The conduct of inspections is another area where further progress may be required, despite recent promising policy developments. The government has firmly stated its commitment to rationalising the systems of inspections as well as ensuring their greater transparency, consistency and fairness– for example, within the National Reform Programme 2017 and 2018. The interviews conducted in this Review suggested, however, that further progress could be achieved. The OECD Recommendation of the Council on Regulatory Policy and Governance (OECD, 2012) highlights that governments should ensure that inspections respect the legitimate rights of those subject to the enforcement and avoid unnecessary burdens on those subject to inspections, are not unduly burdensome as well as apply the principles of risk management, wherever possible. In this context, risk management systems can help governments focus its inspections on operations where the probability of violation is highest, optimising the use of resources and reducing the burdensomeness of repeated inspections, while further increase the use of electronic tools for reporting on inspections (e.g. via extension of e-INSPEKTOR service) could help reduce their burdensomeness. In some areas, regulatory enforcement in Croatia is carried out on the basis of the risk-based approach and sanctions (e.g. food safety inspections). However, this is still not a common practice. As such, the government could consult the OECD Regulatory Enforcement and Inspections Toolkit (OECD, 2018e) for further guidance and consider further capacity-building in this area.
The new Law on the State Inspectorate (Zakon o Državnom inspektoratu)48, which entered into force on 1 April 2019, is expected to support the objective of reducing the burdensomeness of inspections in Croatia. For example, the new State Inspectorate will concentrate a number of inspections previously undertaken by different bodies.49 In addition, the law introduces internal procedures and rules to improve the planning and coordination of inspections to avoid their undue repetition, allows for a better communication with the inspected subjects as well as facilitates corrections of minor offenses during the inspection procedure.
Last but not least, as further discussed in Chapter 7, stakeholders have regularly highlighted the more general need to improve a consistent application of laws across the different levels of administration. Difference in the ease of obtaining licenses and permits have been a case in point.

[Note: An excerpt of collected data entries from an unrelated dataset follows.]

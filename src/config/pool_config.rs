//! The authoritative per-pool configuration record.

use serde::{Deserialize, Serialize};

use crate::domain::{Address, BasisPoints, MintPair};
use crate::error::AmmError;

/// Configuration record of a single pool.
///
/// Created once by `initialize` and keyed by the pool address derived from
/// `seed`.  Every field except `locked` is immutable afterwards: there is
/// no setter for the fee, the mints or the bumps.
///
/// # Validation
///
/// - `mint_x != mint_y` (enforced by [`MintPair`]).
/// - `fee < 10 000` bp (enforced by [`BasisPoints`]).
///
/// Records read back from a persistent store should be passed through
/// [`validate`](Self::validate), since deserialization of the mint pair
/// does not re-check distinctness.
///
/// # Examples
///
/// ```
/// use xy_amm::config::PoolConfig;
/// use xy_amm::domain::{Address, BasisPoints, MintPair};
///
/// let mints = MintPair::new(Address::from_bytes([1; 32]), Address::from_bytes([2; 32]))
///     .expect("distinct");
/// let fee = BasisPoints::new(100).expect("valid fee");
/// let config = PoolConfig::new(1, None, mints, fee, 255, 254);
/// assert_eq!(config.seed(), 1);
/// assert!(!config.is_locked());
/// ```
#[derive(Debug, Clone, PartialEq, Eq, Serialize, Deserialize)]
pub struct PoolConfig {
    seed: u64,
    authority: Option<Address>,
    mints: MintPair,
    fee: BasisPoints,
    config_bump: u8,
    lp_bump: u8,
    locked: bool,
}

impl PoolConfig {
    /// Creates an unlocked pool record.
    #[must_use]
    pub const fn new(
        seed: u64,
        authority: Option<Address>,
        mints: MintPair,
        fee: BasisPoints,
        config_bump: u8,
        lp_bump: u8,
    ) -> Self {
        Self {
            seed,
            authority,
            mints,
            fee,
            config_bump,
            lp_bump,
            locked: false,
        }
    }

    /// Validates all configuration invariants.
    ///
    /// # Errors
    ///
    /// - [`AmmError::IdenticalMints`] if both mints are the same.
    /// - [`AmmError::InvalidFee`] if the fee is out of range.
    pub fn validate(&self) -> Result<(), AmmError> {
        MintPair::new(self.mints.mint_x(), self.mints.mint_y())?;
        BasisPoints::new(self.fee.get())?;
        Ok(())
    }

    /// Caller-chosen seed the pool address is derived from.
    #[must_use]
    pub const fn seed(&self) -> u64 {
        self.seed
    }

    /// Identity allowed to lock and unlock the pool, if any.
    #[must_use]
    pub const fn authority(&self) -> Option<Address> {
        self.authority
    }

    /// The reserve mints.
    #[must_use]
    pub const fn mints(&self) -> &MintPair {
        &self.mints
    }

    /// Mint backing `reserve_x`.
    #[must_use]
    pub const fn mint_x(&self) -> Address {
        self.mints.mint_x()
    }

    /// Mint backing `reserve_y`.
    #[must_use]
    pub const fn mint_y(&self) -> Address {
        self.mints.mint_y()
    }

    /// Swap fee.
    #[must_use]
    pub const fn fee(&self) -> BasisPoints {
        self.fee
    }

    /// Bump that produced the pool address.
    #[must_use]
    pub const fn config_bump(&self) -> u8 {
        self.config_bump
    }

    /// Bump that produced the LP mint address.
    #[must_use]
    pub const fn lp_bump(&self) -> u8 {
        self.lp_bump
    }

    /// Whether deposits, withdrawals and swaps are currently rejected.
    #[must_use]
    pub const fn is_locked(&self) -> bool {
        self.locked
    }

    /// Returns a copy with the lock flag set to `locked`.
    #[must_use]
    pub fn with_locked(&self, locked: bool) -> Self {
        Self {
            locked,
            ..self.clone()
        }
    }

    /// Fails with [`AmmError::PoolLocked`] if the pool is locked.
    ///
    /// # Errors
    ///
    /// Returns [`AmmError::PoolLocked`] naming `pool`.
    pub const fn ensure_unlocked(&self, pool: Address) -> Result<(), AmmError> {
        if self.locked {
            return Err(AmmError::PoolLocked(pool));
        }
        Ok(())
    }

    /// Checks that `signer` may change the lock state.
    ///
    /// # Errors
    ///
    /// Returns [`AmmError::Unauthorized`] if the pool has no authority or
    /// `signer` is not it.
    pub fn ensure_authority(&self, signer: Address) -> Result<(), AmmError> {
        match self.authority {
            None => Err(AmmError::Unauthorized("pool has no authority")),
            Some(authority) if authority == signer => Ok(()),
            Some(_) => Err(AmmError::Unauthorized("signer is not the pool authority")),
        }
    }
}
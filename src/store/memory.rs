//! In-memory pool config store.

use std::collections::HashMap;
use std::collections::hash_map::Entry;

use parking_lot::RwLock;

use crate::config::PoolConfig;
use crate::domain::Address;
use crate::error::AmmError;
use crate::traits::PoolStore;

/// Thread-safe `HashMap` of pool records.
///
/// All data is lost when the store is dropped.
#[derive(Debug, Default)]
pub struct InMemoryPoolStore {
    pools: RwLock<HashMap<Address, PoolConfig>>,
}

impl InMemoryPoolStore {
    /// Creates an empty store.
    #[must_use]
    pub fn new() -> Self {
        Self::default()
    }

    /// Number of stored pools.
    #[must_use]
    pub fn len(&self) -> usize {
        self.pools.read().len()
    }

    /// Returns `true` if no pool is stored.
    #[must_use]
    pub fn is_empty(&self) -> bool {
        self.pools.read().is_empty()
    }
}

impl PoolStore for InMemoryPoolStore {
    fn get(&self, pool: &Address) -> Result<Option<PoolConfig>, AmmError> {
        Ok(self.pools.read().get(pool).cloned())
    }

    fn insert_new(&self, pool: Address, config: PoolConfig) -> Result<(), AmmError> {
        match self.pools.write().entry(pool) {
            Entry::Occupied(_) => Err(AmmError::DuplicatePool(pool)),
            Entry::Vacant(slot) => {
                slot.insert(config);
                Ok(())
            }
        }
    }

    fn update(&self, pool: &Address, config: PoolConfig) -> Result<(), AmmError> {
        match self.pools.write().get_mut(pool) {
            Some(existing) => {
                *existing = config;
                Ok(())
            }
            None => Err(AmmError::PoolNotFound(*pool)),
        }
    }

    fn remove(&self, pool: &Address) -> Result<Option<PoolConfig>, AmmError> {
        Ok(self.pools.write().remove(pool))
    }

    fn pool_ids(&self) -> Result<Vec<Address>, AmmError> {
        Ok(self.pools.read().keys().copied().collect())
    }
}
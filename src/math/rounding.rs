//! Widened multiply-then-divide with explicit rounding.
//!
//! Every proportional formula in the pool has the shape `a × b / d` over
//! `u64` operands.  [`mul_div`] evaluates it in `u128`, where the product
//! of two `u64` values always fits, and narrows the quotient back.
//!
//! # Convention
//!
//! **Always round against the user** (pool-favorable):
//!
//! | Quantity | Direction |
//! |----------|-----------|
//! | Tokens paid into the pool (deposit) | [`Rounding::Up`] |
//! | Tokens paid out of the pool (withdraw, swap output) | [`Rounding::Down`] |
//! | Fee | [`Rounding::Up`] (net input rounds down) |
//!
//! # Examples
//!
//! ```
//! use xy_amm::domain::Rounding;
//! use xy_amm::math::mul_div;
//!
//! assert_eq!(mul_div(10, 10, 3, Rounding::Down), Ok(33));
//! assert_eq!(mul_div(10, 10, 3, Rounding::Up), Ok(34));
//! assert!(mul_div(u64::MAX, 2, 1, Rounding::Down).is_err());
//! ```

use crate::domain::Rounding;
use crate::error::AmmError;

/// Computes `a × b / d` in `u128` with the given rounding direction.
///
/// # Errors
///
/// - [`AmmError::DivisionByZero`] if `d` is zero.
/// - [`AmmError::Overflow`] if the quotient does not fit in a `u64`.
pub fn mul_div(a: u64, b: u64, d: u64, rounding: Rounding) -> Result<u64, AmmError> {
    let product = u128::from(a) * u128::from(b);
    let q = rounding
        .div(product, u128::from(d))
        .ok_or(AmmError::DivisionByZero)?;
    u64::try_from(q).map_err(|_| AmmError::Overflow("mul_div quotient exceeds u64"))
}
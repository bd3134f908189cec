//! Swap fee expressed in basis points.

use core::fmt;

use serde::{Deserialize, Serialize};

use super::{Amount, Rounding};
use crate::error::AmmError;

/// Basis-point denominator (10 000 bp = 100%).
pub const BPS_DENOMINATOR: u16 = 10_000;

/// A swap fee in basis points (1 bp = 0.01%).
///
/// Valid fees are strictly below 100%: a 10 000 bp fee would leave no
/// input to price.  The constructor enforces this, so an existing
/// `BasisPoints` is always a usable fee.
///
/// # Examples
///
/// ```
/// use xy_amm::domain::{Amount, BasisPoints};
///
/// let fee = BasisPoints::new(100).expect("1% is valid");
/// let net = fee.net_of_fee(Amount::new(10_000_000)).expect("no overflow");
/// assert_eq!(net, Amount::new(9_900_000));
/// assert!(BasisPoints::new(10_000).is_err());
/// ```
#[derive(
    Debug, Clone, Copy, PartialEq, Eq, PartialOrd, Ord, Hash, Default, Serialize, Deserialize,
)]
#[serde(try_from = "u16", into = "u16")]
pub struct BasisPoints(u16);

impl BasisPoints {
    /// No fee.
    pub const ZERO: Self = Self(0);

    /// Creates a fee from raw basis points.
    ///
    /// # Errors
    ///
    /// Returns [`AmmError::InvalidFee`] if `value >= 10_000`.
    pub const fn new(value: u16) -> crate::error::Result<Self> {
        if value >= BPS_DENOMINATOR {
            return Err(AmmError::InvalidFee("fee must be below 10000 basis points"));
        }
        Ok(Self(value))
    }

    /// Returns the underlying basis points.
    #[must_use]
    pub const fn get(&self) -> u16 {
        self.0
    }

    /// Returns `10_000 - fee`, the share of the input that is priced.
    #[must_use]
    pub const fn complement(&self) -> u16 {
        BPS_DENOMINATOR - self.0
    }

    /// Portion of `amount_in` that enters the pricing formula:
    /// `floor(amount_in × (10 000 − fee) / 10 000)`.
    ///
    /// # Errors
    ///
    /// Never fails for `u64` inputs; the `Result` keeps the checked
    /// contract of the math layer.
    pub fn net_of_fee(&self, amount_in: Amount) -> crate::error::Result<Amount> {
        let scaled = amount_in
            .widen()
            .checked_mul(u128::from(self.complement()))
            .ok_or(AmmError::Overflow("fee scaling overflow"))?;
        let net = Rounding::Down
            .div(scaled, u128::from(BPS_DENOMINATOR))
            .ok_or(AmmError::DivisionByZero)?;
        Amount::from_wide(net, "net input overflow")
    }

    /// Fee retained by the pool: `amount_in − net_of_fee(amount_in)`.
    ///
    /// Because the net input rounds down, the fee effectively rounds up.
    ///
    /// # Errors
    ///
    /// Propagates errors from [`net_of_fee`](Self::net_of_fee).
    pub fn fee_on(&self, amount_in: Amount) -> crate::error::Result<Amount> {
        let net = self.net_of_fee(amount_in)?;
        amount_in
            .checked_sub(&net)
            .ok_or(AmmError::Overflow("fee underflow"))
    }
}

impl TryFrom<u16> for BasisPoints {
    type Error = AmmError;

    fn try_from(value: u16) -> Result<Self, Self::Error> {
        Self::new(value)
    }
}

impl From<BasisPoints> for u16 {
    fn from(bp: BasisPoints) -> Self {
        bp.0
    }
}

impl fmt::Display for BasisPoints {
    fn fmt(&self, f: &mut fmt::Formatter<'_>) -> fmt::Result {
        write!(f, "{}bp", self.0)
    }
}
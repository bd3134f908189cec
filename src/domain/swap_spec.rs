//! Swap request specification.

use core::fmt;

use serde::{Deserialize, Serialize};

use super::Amount;
use crate::error::AmmError;

/// Which reserve a swap pays into.
#[derive(Debug, Clone, Copy, PartialEq, Eq, Hash, Serialize, Deserialize)]
#[repr(u8)]
pub enum SwapDirection {
    /// Pay X, receive Y.
    XToY = 0,
    /// Pay Y, receive X.
    YToX = 1,
}

impl SwapDirection {
    /// Maps the `is_x` flag of the wire-level swap call.
    #[must_use]
    pub const fn from_is_x(is_x: bool) -> Self {
        if is_x {
            Self::XToY
        } else {
            Self::YToX
        }
    }

    /// Returns `true` when X is the input side.
    #[must_use]
    pub const fn is_x(&self) -> bool {
        matches!(self, Self::XToY)
    }

    /// Returns the opposite direction.
    #[must_use]
    pub const fn reverse(&self) -> Self {
        match self {
            Self::XToY => Self::YToX,
            Self::YToX => Self::XToY,
        }
    }
}

impl fmt::Display for SwapDirection {
    fn fmt(&self, f: &mut fmt::Formatter<'_>) -> fmt::Result {
        match self {
            Self::XToY => write!(f, "XToY"),
            Self::YToX => write!(f, "YToX"),
        }
    }
}

/// An exact-input swap request with a minimum-output slippage bound.
///
/// # Invariants
///
/// `amount_in` is always non-zero.
///
/// # Examples
///
/// ```
/// use xy_amm::domain::{Amount, SwapDirection, SwapSpec};
///
/// let spec = SwapSpec::exact_in(SwapDirection::XToY, Amount::new(1000), Amount::new(1));
/// assert!(spec.is_ok());
/// assert!(SwapSpec::exact_in(SwapDirection::XToY, Amount::ZERO, Amount::ZERO).is_err());
/// ```
#[derive(Debug, Clone, Copy, PartialEq, Eq, Hash, Serialize, Deserialize)]
pub struct SwapSpec {
    direction: SwapDirection,
    amount_in: Amount,
    min_out: Amount,
}

impl SwapSpec {
    /// Creates an exact-input swap specification.
    ///
    /// # Errors
    ///
    /// Returns [`AmmError::ZeroAmount`] if `amount_in` is zero.
    pub const fn exact_in(
        direction: SwapDirection,
        amount_in: Amount,
        min_out: Amount,
    ) -> crate::error::Result<Self> {
        if amount_in.is_zero() {
            return Err(AmmError::ZeroAmount("swap amount_in must be non-zero"));
        }
        Ok(Self {
            direction,
            amount_in,
            min_out,
        })
    }

    /// Swap direction.
    #[must_use]
    pub const fn direction(&self) -> SwapDirection {
        self.direction
    }

    /// Full input amount, fee included.
    pub const fn amount_in(&self) -> Amount {
        self.amount_in
    }

    /// Smallest acceptable output.
    pub const fn min_out(&self) -> Amount {
        self.min_out
    }
}

impl fmt::Display for SwapSpec {
    fn fmt(&self, f: &mut fmt::Formatter<'_>) -> fmt::Result {
        write!(
            f,
            "{}(in={}, min_out={})",
            self.direction, self.amount_in, self.min_out
        )
    }
}
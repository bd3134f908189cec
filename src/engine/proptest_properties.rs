//! Property-based tests for the engine's economic invariants.
//!
//! 1. **Invariant growth**: `x × y` never decreases across a swap.
//! 2. **Proportionality**: deposits pay the ceiling of the pro-rata share.
//! 3. **No free liquidity**: deposit then withdraw never returns more.
//! 4. **Round-trip bound**: X→Y→X returns at most the original input.
//! 5. **Conservation**: per-mint totals are unchanged by any operation.

use proptest::prelude::*;
use proptest::test_runner::TestCaseError;

use super::AmmEngine;
use crate::config::EngineSettings;
use crate::domain::{Address, Amount, Liquidity, PoolReserves, SwapDirection, SwapSpec, TokenAccount};
use crate::error::{AmmError, ErrorKind};
use crate::ledger::InMemoryLedger;
use crate::store::InMemoryPoolStore;
use crate::traits::ReserveLedger;

type Engine = AmmEngine<InMemoryLedger, InMemoryPoolStore>;

const MINT_X: [u8; 32] = [0x0A; 32];
const MINT_Y: [u8; 32] = [0x0E; 32];
const LP: [u8; 32] = [0x51; 32];
const TRADER: [u8; 32] = [0x52; 32];
const FUNDING: u64 = 1 << 40;

// ---------------------------------------------------------------------------
// Shared helpers
// ---------------------------------------------------------------------------

fn mint_x() -> Address {
    Address::from_bytes(MINT_X)
}

fn mint_y() -> Address {
    Address::from_bytes(MINT_Y)
}

/// Engine with one pool seeded by `LP` at `(rx, ry)`; `TRADER` is funded.
fn seeded(rx: u64, ry: u64, fee: u16) -> (Engine, Address) {
    let Ok(engine) = AmmEngine::in_memory(EngineSettings::default()) else {
        panic!("valid settings");
    };
    for mint in [mint_x(), mint_y()] {
        let Ok(()) = engine.ledger().create_mint(mint, None) else {
            panic!("new mint");
        };
        for user in [LP, TRADER] {
            let account = TokenAccount::new(Address::from_bytes(user), mint);
            let Ok(()) = engine.ledger().airdrop(account, Amount::new(FUNDING)) else {
                panic!("funded");
            };
        }
    }
    let Ok(pool) = engine.initialize(1, fee, mint_x(), mint_y(), None) else {
        panic!("initialized");
    };
    let Ok(_) = engine.deposit(
        pool,
        Address::from_bytes(LP),
        Liquidity::new(1),
        Amount::new(rx),
        Amount::new(ry),
    ) else {
        panic!("seeded");
    };
    (engine, pool)
}

fn reserves(engine: &Engine, pool: Address) -> PoolReserves {
    let Ok(r) = engine.reserves(pool) else {
        panic!("pool exists");
    };
    r
}

fn balance(engine: &Engine, owner: Address, mint: Address) -> u128 {
    let Ok(b) = engine.ledger().balance(&TokenAccount::new(owner, mint)) else {
        panic!("known mint");
    };
    b.widen()
}

/// Sum of every balance of `mint` this test setup can touch.
fn total(engine: &Engine, pool: Address, mint: Address) -> u128 {
    [Address::from_bytes(LP), Address::from_bytes(TRADER), pool]
        .into_iter()
        .map(|owner| balance(engine, owner, mint))
        .sum()
}

/// Reserves too thin for the request or a trader short of funds.
fn is_expected_rejection(err: &AmmError) -> bool {
    matches!(err.kind(), ErrorKind::Liquidity | ErrorKind::Ledger)
}

/// Rejects the case on an expected rejection, fails it on any other error.
fn settled<T>(result: Result<T, AmmError>) -> Result<T, TestCaseError> {
    match result {
        Ok(value) => Ok(value),
        Err(e) if is_expected_rejection(&e) => Err(TestCaseError::reject(e.to_string())),
        Err(e) => Err(TestCaseError::fail(format!("unexpected rejection: {e}"))),
    }
}

// ---------------------------------------------------------------------------
// Custom strategies
// ---------------------------------------------------------------------------

/// Reserves in [1_000, 1_000_000_000].
fn reserve_strategy() -> impl Strategy<Value = u64> {
    1_000u64..=1_000_000_000u64
}

/// Fees up to 5%.
fn fee_strategy() -> impl Strategy<Value = u16> {
    0u16..=500u16
}

fn direction_strategy() -> impl Strategy<Value = SwapDirection> {
    any::<bool>().prop_map(SwapDirection::from_is_x)
}

// ---------------------------------------------------------------------------
// Property 1: Invariant growth
// ---------------------------------------------------------------------------

proptest! {
    #![proptest_config(ProptestConfig::with_cases(64))]

    #[test]
    fn prop_invariant_never_decreases(
        rx in reserve_strategy(),
        ry in reserve_strategy(),
        fee in fee_strategy(),
        direction in direction_strategy(),
        amount in 1u64..=100_000_000u64,
    ) {
        let (engine, pool) = seeded(rx, ry, fee);
        let before = reserves(&engine, pool);
        let spec = settled(SwapSpec::exact_in(direction, Amount::new(amount), Amount::ZERO))?;
        let receipt = settled(engine.swap(pool, Address::from_bytes(TRADER), spec))?;
        let after = reserves(&engine, pool);

        prop_assert!(after.invariant() >= before.invariant());
        if !receipt.fee.is_zero() {
            prop_assert!(
                after.invariant() > before.invariant(),
                "fee {} was taken but k did not grow",
                receipt.fee
            );
        }
        prop_assert_eq!(after.lp_supply, before.lp_supply);
    }
}

// ---------------------------------------------------------------------------
// Property 2: Proportionality
// ---------------------------------------------------------------------------

proptest! {
    #![proptest_config(ProptestConfig::with_cases(64))]

    #[test]
    fn prop_deposit_pays_ceiling_share(
        rx in reserve_strategy(),
        ry in reserve_strategy(),
        share in 1u64..=1_000_000u64,
    ) {
        let (engine, pool) = seeded(rx, ry, 30);
        let before = reserves(&engine, pool);
        let lp = Liquidity::new(share);
        let receipt = settled(engine.deposit(
            pool,
            Address::from_bytes(TRADER),
            lp,
            Amount::MAX,
            Amount::MAX,
        ))?;
        let supply = before.lp_supply.as_amount().widen();

        for (paid, reserve) in [
            (receipt.amount_x, before.reserve_x),
            (receipt.amount_y, before.reserve_y),
        ] {
            let owed = lp.as_amount().widen() * reserve.widen();
            prop_assert!(paid.widen() * supply >= owed);
            prop_assert!(paid.widen().saturating_sub(1) * supply < owed);
        }
        prop_assert_eq!(receipt.lp_minted, lp);
    }
}

// ---------------------------------------------------------------------------
// Property 3: No free liquidity
// ---------------------------------------------------------------------------

proptest! {
    #![proptest_config(ProptestConfig::with_cases(64))]

    #[test]
    fn prop_deposit_then_withdraw_never_profits(
        rx in reserve_strategy(),
        ry in reserve_strategy(),
        share in 1u64..=1_000_000u64,
    ) {
        let (engine, pool) = seeded(rx, ry, 30);
        let trader = Address::from_bytes(TRADER);
        let deposit = settled(engine.deposit(pool, trader, Liquidity::new(share), Amount::MAX, Amount::MAX))?;
        let withdraw = settled(engine.withdraw(pool, trader, deposit.lp_minted, Amount::ZERO, Amount::ZERO))?;
        prop_assert!(withdraw.amount_x <= deposit.amount_x);
        prop_assert!(withdraw.amount_y <= deposit.amount_y);
        prop_assert!(reserves(&engine, pool).is_consistent());
    }
}

// ---------------------------------------------------------------------------
// Property 4: Round-trip bound
// ---------------------------------------------------------------------------

proptest! {
    #![proptest_config(ProptestConfig::with_cases(64))]

    #[test]
    fn prop_swap_round_trip_loses_value(
        rx in reserve_strategy(),
        ry in reserve_strategy(),
        fee in fee_strategy(),
    ) {
        let (engine, pool) = seeded(rx, ry, fee);
        let trader = Address::from_bytes(TRADER);
        let swap_in = (rx / 1_000).max(1);

        let there = settled(engine.swap_exact_in(pool, trader, true, Amount::new(swap_in), Amount::ZERO))?;
        let back = settled(engine.swap_exact_in(pool, trader, false, there.amount_out, Amount::ZERO))?;
        prop_assert!(
            back.amount_out.get() <= swap_in,
            "round-trip should lose value: final={} > original={}",
            back.amount_out, swap_in
        );
    }
}

// ---------------------------------------------------------------------------
// Property 5: Conservation
// ---------------------------------------------------------------------------

proptest! {
    #![proptest_config(ProptestConfig::with_cases(64))]

    #[test]
    fn prop_operations_conserve_tokens(
        rx in reserve_strategy(),
        ry in reserve_strategy(),
        fee in fee_strategy(),
        ops in prop::collection::vec((0u8..3, 1u64..=10_000_000u64), 1..12),
    ) {
        let (engine, pool) = seeded(rx, ry, fee);
        let trader = Address::from_bytes(TRADER);
        let start = (total(&engine, pool, mint_x()), total(&engine, pool, mint_y()));

        for (op, value) in ops {
            // Failed steps leave balances untouched; the sequence continues.
            let result = match op {
                0 => engine.swap_exact_in(pool, trader, value % 2 == 0, Amount::new(value), Amount::ZERO).map(|_| ()),
                1 => engine.deposit(pool, trader, Liquidity::new(value), Amount::MAX, Amount::MAX).map(|_| ()),
                _ => engine.withdraw(pool, trader, Liquidity::new(value), Amount::ZERO, Amount::ZERO).map(|_| ()),
            };
            if let Err(e) = result {
                prop_assert!(is_expected_rejection(&e), "unexpected rejection: {}", e);
            }
            prop_assert!(reserves(&engine, pool).is_consistent());
        }

        prop_assert_eq!(total(&engine, pool, mint_x()), start.0);
        prop_assert_eq!(total(&engine, pool, mint_y()), start.1);
    }
}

The recent sub-national study of Doing Business for Croatia has identified some of the key differences across five different cities in Croatia, with the largest performance gaps seen in dealing with construction permits, enforcing contracts and starting a business (Papahagi et al., 2018). For example, completing the construction permitting process for a simple warehouse in Varaždin takes 112 days and costs 5.3% of the warehouse value—half the time it takes in Split, at a third of the cost. Starting a business is easier in Split, where most limited liability companies are set up using HITRO.HR. Dealing with construction permits is easier in Varaždin, while Osijek shows best performance in registering property and enforcing contracts. At the same time, the results also identify pockets of excellence in various regions. For example, the report also shows that surveyed cities in Croatia outperform the EU average for enforcing contracts and the city of Split outperforms many OECD countries on the time needed for business registration (Papahagi et al., 2018). Identification of various best practices and promotion of local champions at sub-national level, combined with better monitoring and enforcement at the national level and continued institutional reform could help Croatia address some of the persistent obstacles in this area.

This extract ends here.